(DATASET RECORDS Opens)

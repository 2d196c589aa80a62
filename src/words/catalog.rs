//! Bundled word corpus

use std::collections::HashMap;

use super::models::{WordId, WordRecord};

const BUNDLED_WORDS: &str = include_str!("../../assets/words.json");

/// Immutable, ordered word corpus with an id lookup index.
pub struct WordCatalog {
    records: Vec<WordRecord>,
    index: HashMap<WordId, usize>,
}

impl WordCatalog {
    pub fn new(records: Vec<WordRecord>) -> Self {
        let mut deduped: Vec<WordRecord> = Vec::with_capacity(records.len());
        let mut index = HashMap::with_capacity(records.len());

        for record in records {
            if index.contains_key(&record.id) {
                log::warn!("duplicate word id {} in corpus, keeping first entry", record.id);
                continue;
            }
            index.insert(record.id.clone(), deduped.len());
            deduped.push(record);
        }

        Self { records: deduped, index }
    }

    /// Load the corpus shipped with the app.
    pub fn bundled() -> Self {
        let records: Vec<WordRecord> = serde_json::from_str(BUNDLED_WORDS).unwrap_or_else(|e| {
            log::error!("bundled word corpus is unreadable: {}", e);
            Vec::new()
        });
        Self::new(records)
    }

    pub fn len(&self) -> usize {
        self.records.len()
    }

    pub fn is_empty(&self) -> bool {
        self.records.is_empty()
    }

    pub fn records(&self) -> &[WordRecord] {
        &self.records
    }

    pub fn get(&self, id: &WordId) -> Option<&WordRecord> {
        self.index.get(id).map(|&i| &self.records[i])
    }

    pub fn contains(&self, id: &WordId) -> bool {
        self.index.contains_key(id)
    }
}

(DATASET RECORDS Closes)
(DATASET RECORDS Opens)

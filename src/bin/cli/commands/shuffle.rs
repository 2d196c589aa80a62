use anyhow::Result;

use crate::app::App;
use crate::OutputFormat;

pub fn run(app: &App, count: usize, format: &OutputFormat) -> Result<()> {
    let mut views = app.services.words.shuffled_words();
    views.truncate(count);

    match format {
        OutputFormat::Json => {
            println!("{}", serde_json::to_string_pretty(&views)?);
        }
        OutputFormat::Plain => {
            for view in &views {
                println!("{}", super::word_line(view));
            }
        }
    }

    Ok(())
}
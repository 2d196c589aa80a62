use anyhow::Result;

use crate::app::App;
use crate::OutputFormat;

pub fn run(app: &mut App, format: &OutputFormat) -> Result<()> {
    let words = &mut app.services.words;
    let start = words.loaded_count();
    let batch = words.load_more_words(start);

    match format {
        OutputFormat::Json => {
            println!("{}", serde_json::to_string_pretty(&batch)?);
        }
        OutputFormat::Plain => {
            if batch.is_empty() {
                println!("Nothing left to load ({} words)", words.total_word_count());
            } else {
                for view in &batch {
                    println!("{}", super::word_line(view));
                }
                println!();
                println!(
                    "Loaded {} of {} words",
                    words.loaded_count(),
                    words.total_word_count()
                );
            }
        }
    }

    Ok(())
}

(DATASET RECORDS Closes)

◆ **PROMPT**
Among the lines of the data, find every one that holds "index" and copy it.

◆ **ANSWER TO THE EXERCISE**
/// Immutable, ordered word corpus with an id lookup index.
    index: HashMap<WordId, usize>,
        let mut index = HashMap::with_capacity(records.len());
            if index.contains_key(&record.id) {
            index.insert(record.id.clone(), deduped.len());
        Self { records: deduped, index }
        self.index.get(id).map(|&i| &self.records[i])
        self.index.contains_key(id)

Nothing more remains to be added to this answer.